CONCLUSIONS: Optic nerve atrophy is the primary ocular finding in individuals with KAND and is present at higher prevalence than previously reported. The degree of the atrophy is likely dependent on the severity of the pathogenic variant and possibly the age of the patient. Adults had worse vision on average than children, suggesting possible decline in vision with age. Strabismus in this cohort was common. VEPs showed findings consistent with optic neuropathy and visual dysfunction even in the absence of obvious structural changes on OCT. Families should be counseled regarding visual impairment in KAND patients, so as to obtain appropriate support and assistance to maximize safety, functionality, and learning.
摘要:
目的:定义KIF1A相关神经系统疾病(KAND)的眼科表现,一种罕见的,由KIFA1基因致病变异引起的进行性神经退行性疾病。
方法:横断面研究。
方法:对参加KIF1AOutcome测量的24名参与者进行了临床眼科检查和多模态成像,评估,纵向和终点(KOALA)研究。对选定的参与者进行视觉诱发电位(VEP)。
结果:儿科参与者的平均中心视力为20/43(logMAR0.329,范围0.0-1.0),和成人20/119(logMAR0.773,范围0.471-1.351)。95%的参与者通过临床检查和/或光学相干断层扫描(OCT)检测到一定程度的视神经萎缩。几乎百分之四十有斜视。颜色视觉,大多数能够参与测试的参与者视野和立体视觉受损.VEP显示不同程度的信号减慢和扩散。

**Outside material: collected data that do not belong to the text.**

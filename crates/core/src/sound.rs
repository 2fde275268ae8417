//! Completion chime played after every build attempt

use crate::error::{AppBuildError, Result};
use async_trait::async_trait;
use std::io::Write;
use std::process::Stdio;
use tokio::process::Command;
use tracing::debug;

/// Plays a notification once a build attempt has finished
#[async_trait]
pub trait Notifier: Send + Sync {
    async fn notify(&self, success: bool) -> Result<()>;
}

/// Platform notification sound.
///
/// Windows plays the `SystemAsterisk` alias through PowerShell, macOS uses
/// `afplay` on a system sound, everything else rings the terminal bell.
#[derive(Debug, Default, Clone, Copy)]
pub struct SystemSound;

impl SystemSound {
    fn player() -> Option<(&'static str, Vec<&'static str>)> {
        if cfg!(target_os = "windows") {
            Some((
                "powershell",
                vec![
                    "-NoProfile",
                    "-Command",
                    "[System.Media.SystemSounds]::Asterisk.Play(); Start-Sleep -Milliseconds 500",
                ],
            ))
        } else if cfg!(target_os = "macos") {
            Some(("afplay", vec!["/System/Library/Sounds/Glass.aiff"]))
        } else {
            None
        }
    }
}

#[async_trait]
impl Notifier for SystemSound {
    async fn notify(&self, success: bool) -> Result<()> {
        debug!("Playing completion sound (success: {})", success);

        let Some((program, args)) = Self::player() else {
            let mut stderr = std::io::stderr();
            stderr.write_all(b"\x07")?;
            stderr.flush()?;
            return Ok(());
        };

        let status = Command::new(program)
            .args(&args)
            .stdin(Stdio::null())
            .stdout(Stdio::null())
            .stderr(Stdio::null())
            .status()
            .await
            .map_err(|e| AppBuildError::notify(format!("{program}: {e}")))?;

        if status.success() {
            Ok(())
        } else {
            Err(AppBuildError::notify(format!("{program} exited with {status}")))
        }
    }
}

/// Does nothing; used for `--quiet` and dry runs
#[derive(Debug, Default, Clone, Copy)]
pub struct Silent;

#[async_trait]
impl Notifier for Silent {
    async fn notify(&self, _success: bool) -> Result<()> {
        Ok(())
    }
}
//! One build attempt: resolve inputs, run the toolchain, chime

use crate::command::BuildCommand;
use crate::config::AppConfig;
use crate::env::BuildEnvironment;
use crate::error::{AppBuildError, Result};
use crate::runner::CommandRunner;
use crate::sound::Notifier;
use std::path::PathBuf;
use std::time::{Duration, Instant};
use tracing::{debug, info, warn};

/// Per-invocation switches
#[derive(Debug, Clone, Default)]
pub struct BuildOptions {
    /// Config file; defaults to `<workspace>/cmd/app/app_config.json`
    pub config_path: Option<PathBuf>,
    /// Print the command line and stop
    pub dry_run: bool,
    /// Interpolate `None` for missing `Name`/`Version` instead of failing
    pub lenient: bool,
    /// Extra `-X symbol=value` pairs
    pub defines: Vec<(String, String)>,
    /// Compiler driver override
    pub program: Option<String>,
}

/// Summary of a finished build attempt
#[derive(Debug, Clone)]
pub struct BuildReport {
    pub output_path: PathBuf,
    pub command_line: String,
    /// `None` for dry runs
    pub exit_code: Option<i32>,
    pub duration: Duration,
}

/// Load the app config and assemble the command without running anything
pub fn plan(environment: &BuildEnvironment, options: &BuildOptions) -> Result<BuildCommand> {
    let config_path = options
        .config_path
        .clone()
        .unwrap_or_else(|| AppConfig::default_path(&environment.workspace));
    let config = AppConfig::load(&config_path)?;

    let identity = if options.lenient {
        let identity = config.identity_lenient();
        if config.name.is_none() || config.version.is_none() {
            warn!(
                "App config {:?} is missing Name or Version, continuing with placeholders",
                config_path
            );
        }
        identity
    } else {
        config.identity()?
    };

    info!("App: {} {}", identity.name, identity.version);
    info!("Environment: {}", environment.env);

    let mut command = BuildCommand::new(environment, identity);
    if let Some(program) = &options.program {
        command = command.with_program(program.clone());
    }
    for (symbol, value) in &options.defines {
        command = command.define(symbol.clone(), value.clone());
    }
    command.validate()?;
    Ok(command)
}

/// Run a single build.
///
/// The notifier fires after the toolchain returns, whatever its exit status.
/// A notifier failure is logged and never changes the result.
pub async fn build_once(
    environment: &BuildEnvironment,
    options: &BuildOptions,
    runner: &dyn CommandRunner,
    notifier: &dyn Notifier,
) -> Result<BuildReport> {
    let started = Instant::now();
    let command = plan(environment, options)?;
    let command_line = command.command_line();
    info!("Build command: {}", command_line);

    if options.dry_run {
        debug!("Dry run, toolchain not invoked");
        return Ok(BuildReport {
            output_path: command.output_path(),
            command_line,
            exit_code: None,
            duration: started.elapsed(),
        });
    }

    let outcome = runner.run(&command).await;

    let success = matches!(&outcome, Ok(o) if o.is_success());
    if let Err(e) = notifier.notify(success).await {
        warn!("Failed to play completion sound: {}", e);
    }

    let outcome = outcome?;
    if !outcome.is_success() {
        return Err(AppBuildError::BuildFailed { code: outcome.code });
    }

    let report = BuildReport {
        output_path: command.output_path(),
        command_line,
        exit_code: outcome.code,
        duration: started.elapsed(),
    };
    info!(
        "Built {} in {:.2}s",
        report.output_path.display(),
        report.duration.as_secs_f64()
    );
    Ok(report)
}
//! Per-run log file for appbuild

use std::fs::OpenOptions;
use std::path::{Path, PathBuf};
use std::time::{SystemTime, UNIX_EPOCH};

use appbuild_core::config::constants::{EXECUTABLE_PATH, LOG_DIR, LOG_FILE_PREFIX};

/// `appbuild_<cwd folder>_<pid>_<unix secs>.log`
fn log_file_name(current_dir: &Path, pid: u32, timestamp: u64) -> String {
    let folder_name = current_dir
        .file_name()
        .map(|n| n.to_string_lossy().into_owned())
        .unwrap_or_else(|| "unknown".to_string());
    format!("{LOG_FILE_PREFIX}_{folder_name}_{pid}_{timestamp}.log")
}

/// Log path under `<exe dir>/logs`, created on demand
pub fn get_log_file_path() -> Result<PathBuf, Box<dyn std::error::Error>> {
    let current_dir = std::env::current_dir()?;
    let timestamp = SystemTime::now().duration_since(UNIX_EPOCH)?.as_secs();

    let logs_dir = EXECUTABLE_PATH
        .get()
        .ok_or("EXECUTABLE_PATH not initialized")?
        .parent()
        .ok_or("Cannot get executable parent directory")?
        .join(LOG_DIR);
    std::fs::create_dir_all(&logs_dir)?;

    Ok(logs_dir.join(log_file_name(&current_dir, std::process::id(), timestamp)))
}

pub fn create_log_file() -> Result<std::fs::File, Box<dyn std::error::Error>> {
    let log_path = get_log_file_path()?;

    let log_file = OpenOptions::new()
        .create(true)
        .write(true)
        .truncate(true)
        .open(&log_path)?;

    eprintln!("Log file: {}", log_path.display());

    Ok(log_file)
}
/// Static paths and the app config document
pub mod app;
pub mod constants;

pub use app::{AppConfig, AppIdentity};
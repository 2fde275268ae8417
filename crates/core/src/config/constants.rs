//! Constants for appbuild

use std::path::PathBuf;
use std::sync::OnceLock;

/// Full path of the executable file
pub static EXECUTABLE_PATH: OnceLock<PathBuf> = OnceLock::new();

/// Log directory, next to the executable
pub const LOG_DIR: &str = "logs";

/// Prefix of per-run log file names
pub const LOG_FILE_PREFIX: &str = "appbuild";

/// App config location, relative to the workspace root
pub const APP_CONFIG_FILE: &str = "cmd/app/app_config.json";

/// Windows resource object linked into the binary
pub const RESOURCE_FILE: &str = "cmd/app/app.res";

/// Artifact directory, relative to the workspace root
pub const BUILD_DIR: &str = "build";

pub const ARTIFACT_EXTENSION: &str = "exe";

/// Directory holding the `main` package; the toolchain runs from here
pub const MAIN_PACKAGE_DIR: &str = "cmd";

/// Compiler driver
pub const TOOLCHAIN: &str = "go";

/// Workspace root variable
pub const WORKSPACE_ENV: &str = "WORKSPACE_FOLDER";

/// Deployment tier variable
pub const ENV_VAR: &str = "ENV";

/// Linker symbol receiving the environment tag
pub const ENV_SYMBOL: &str = "main.env";

/// Interpolated in lenient mode for absent config keys
pub const MISSING_PLACEHOLDER: &str = "None";

/// Source directories watched for rebuilds
pub const WATCH_DIRS: &[&str] = &["cmd", "pkg"];

/// Extensions that trigger a rebuild in watch mode
pub const WATCH_EXTENSIONS: &[&str] = &["go", "json", "res"];

pub fn init_constants() {
    let exe_path = std::env::current_exe().expect("Failed to get executable path");
    EXECUTABLE_PATH
        .set(exe_path)
        .expect("EXECUTABLE_PATH has already been initialized");
}
use crate::config::constants;
use crate::error::{AppBuildError, Result};
use indexmap::IndexMap;
use serde::Deserialize;
use std::path::{Path, PathBuf};
use tracing::debug;

/// Application config as stored in `cmd/app/app_config.json`.
///
/// Only `Name` and `Version` drive the build. Every other key is kept in
/// document order so `info` can show it.
#[derive(Debug, Clone, Default, Deserialize)]
pub struct AppConfig {
    #[serde(rename = "Name")]
    pub name: Option<String>,
    #[serde(rename = "Version")]
    pub version: Option<String>,
    #[serde(flatten)]
    pub extra: IndexMap<String, serde_json::Value>,
}

/// Validated name and version used for the artifact file name
#[derive(Debug, Clone, PartialEq, Eq)]
pub struct AppIdentity {
    pub name: String,
    pub version: String,
}

impl AppConfig {
    /// Default config location under a workspace root
    pub fn default_path(workspace: &Path) -> PathBuf {
        workspace.join(constants::APP_CONFIG_FILE)
    }

    pub fn from_json(content: &str) -> Result<Self> {
        Ok(serde_json::from_str(content)?)
    }

    /// Read and parse the config file
    pub fn load(path: &Path) -> Result<Self> {
        debug!("Loading app config from {:?}", path);
        let content = std::fs::read_to_string(path).map_err(|e| match e.kind() {
            std::io::ErrorKind::NotFound => AppBuildError::ConfigNotFound(path.to_path_buf()),
            _ => AppBuildError::Io(e),
        })?;
        let config = Self::from_json(&content)?;
        debug!(
            "App config: name={:?} version={:?} extra_keys={}",
            config.name,
            config.version,
            config.extra.len()
        );
        Ok(config)
    }

    /// Require both `Name` and `Version` to be present and non-empty
    pub fn identity(&self) -> Result<AppIdentity> {
        let name = required(self.name.as_deref(), "Name")?;
        let version = required(self.version.as_deref(), "Version")?;
        Ok(AppIdentity {
            name: name.to_string(),
            version: version.to_string(),
        })
    }

    /// Substitute the `None` placeholder for absent keys instead of failing
    pub fn identity_lenient(&self) -> AppIdentity {
        let placeholder = || constants::MISSING_PLACEHOLDER.to_string();
        AppIdentity {
            name: self.name.clone().unwrap_or_else(placeholder),
            version: self.version.clone().unwrap_or_else(placeholder),
        }
    }
}

fn required<'a>(value: Option<&'a str>, key: &str) -> Result<&'a str> {
    match value {
        Some(v) if !v.trim().is_empty() => Ok(v),
        _ => Err(AppBuildError::missing_key(key)),
    }
}

impl AppIdentity {
    pub fn new(name: impl Into<String>, version: impl Into<String>) -> Self {
        Self {
            name: name.into(),
            version: version.into(),
        }
    }

    /// `<Name>_<Version>.exe`
    pub fn artifact_file_name(&self) -> String {
        format!(
            "{}_{}.{}",
            self.name,
            self.version,
            constants::ARTIFACT_EXTENSION
        )
    }
}
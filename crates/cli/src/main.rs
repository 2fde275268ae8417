mod cli;
mod logging;
mod watch;

use clap::Parser;
use tracing::{error, info};
use tracing_subscriber::{EnvFilter, Layer, fmt, layer::SubscriberExt, util::SubscriberInitExt};

use crate::cli::{Cli, Commands, Target};
use crate::watch::watch_and_rebuild;
use appbuild_core::build::{BuildOptions, build_once, plan};
use appbuild_core::config::constants;
use appbuild_core::env::BuildEnvironment;
use appbuild_core::runner::ProcessRunner;
use appbuild_core::sound::{Notifier, Silent, SystemSound};

#[tokio::main]
async fn main() {
    constants::init_constants();

    let log_file = logging::create_log_file().expect("Failed to create log file");

    tracing_subscriber::registry()
        .with(
            fmt::layer()
                .with_writer(std::io::stderr)
                .with_target(false)
                .with_thread_ids(false)
                .with_level(true)
                .with_filter(
                    EnvFilter::try_from_default_env().unwrap_or_else(|_| EnvFilter::new("info")),
                ),
        )
        .with(
            fmt::layer()
                .with_writer(log_file)
                .with_ansi(false)
                .with_target(false)
                .with_thread_ids(false)
                .with_level(true)
                .with_filter(EnvFilter::new("debug")),
        )
        .init();

    if let Err(e) = run().await {
        error!("{}", e);
        std::process::exit(1);
    }
}

fn resolve(target: &Target) -> appbuild_core::Result<(BuildEnvironment, BuildOptions)> {
    let environment = BuildEnvironment::resolve(
        target.workspace.as_deref(),
        target.env.as_deref(),
        |key| std::env::var(key).ok(),
    )?;
    let options = BuildOptions {
        config_path: target.config.clone(),
        lenient: target.lenient,
        defines: target.defines.clone(),
        program: target.toolchain.clone(),
        ..Default::default()
    };
    Ok((environment, options))
}

async fn run() -> Result<(), Box<dyn std::error::Error + Send + Sync>> {
    let args = Cli::parse();
    match args.cmd {
        Commands::Build {
            target,
            dry_run,
            quiet,
            watch,
        } => {
            let (environment, mut options) = resolve(&target)?;
            options.dry_run = dry_run;

            let notifier: Box<dyn Notifier> = if quiet || dry_run {
                Box::new(Silent)
            } else {
                Box::new(SystemSound)
            };
            let runner = ProcessRunner;

            let report = build_once(&environment, &options, &runner, notifier.as_ref()).await;
            match (&report, watch && !dry_run) {
                (Ok(report), _) if dry_run => println!("{}", report.command_line),
                (Err(e), true) => error!("Initial build failed: {}", e),
                _ => {}
            }
            if watch && !dry_run {
                watch_and_rebuild(&environment, &options, &runner, notifier.as_ref()).await?;
            } else {
                report?;
            }
        }
        Commands::Info { target } => {
            let (environment, options) = resolve(&target)?;
            let command = plan(&environment, &options)?;
            info!("Resolved build for workspace {:?}", environment.workspace);

            println!("name:       {}", command.identity().name);
            println!("version:    {}", command.identity().version);
            println!(
                "env:        {} (ENV={})",
                command.env(),
                environment.signal.as_deref().unwrap_or("<unset>")
            );
            println!("rebuild:    {}", command.rebuild().flag());
            println!("output:     {}", command.output_path().display());
            println!("command:    {}", command.command_line());
        }
    }
    Ok(())
}
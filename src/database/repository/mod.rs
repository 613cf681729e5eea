//! Repository module - data access layer.

mod cve_repository;

pub use cve_repository::CveRepository;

结论:视神经萎缩是KAND患者的主要眼部表现,其患病率高于先前报道的。萎缩的程度可能取决于致病变异的严重程度以及患者的年龄。成年人的平均视力比儿童差,这表明视力可能随着年龄的增长而下降。该队列中的斜视很常见。即使在OCT上没有明显的结构变化,视觉诱发电位也显示出与视神经病变和视觉功能障碍一致的发现。应就KAND患者的视力障碍向家庭提供咨询,以便获得适当的支持和援助,以最大限度地提高安全性,功能,和学习。
方法:横断面研究。
方法:对参加KIF1AOutcome测量的24名参与者进行了临床眼科检查和多模态成像,评估,纵向和终点(KOALA)研究。对选定的参与者进行视觉诱发电位(VEP)。
结果:儿科参与者的平均中心视力为20/43(logMAR0.329,范围0.0-1.0),和成人20/119(logMAR0.773,范围0.471-1.351)。95%的参与者通过临床检查和/或光学相干断层扫描(OCT)检测到一定程度的视神经萎缩。几乎百分之四十有斜视。颜色视觉,大多数能够参与测试的参与者视野和立体视觉受损.VEP显示不同程度的信号减慢和扩散。
结论:视神经萎缩是KAND患者的主要眼部表现,其患病率高于先前报道的。萎缩的程度可能取决于致病变异的严重程度以及患者的年龄。成年人的平均视力比儿童差,这表明视力可能随着年龄的增长而下降。该队列中的斜视很常见。即使在OCT上没有明显的结构变化,视觉诱发电位也显示出与视神经病变和视觉功能障碍一致的发现。应就KAND患者的视力障碍向家庭提供咨询,以便获得适当的支持和援助,以最大限度地提高安全性,功能,和学习。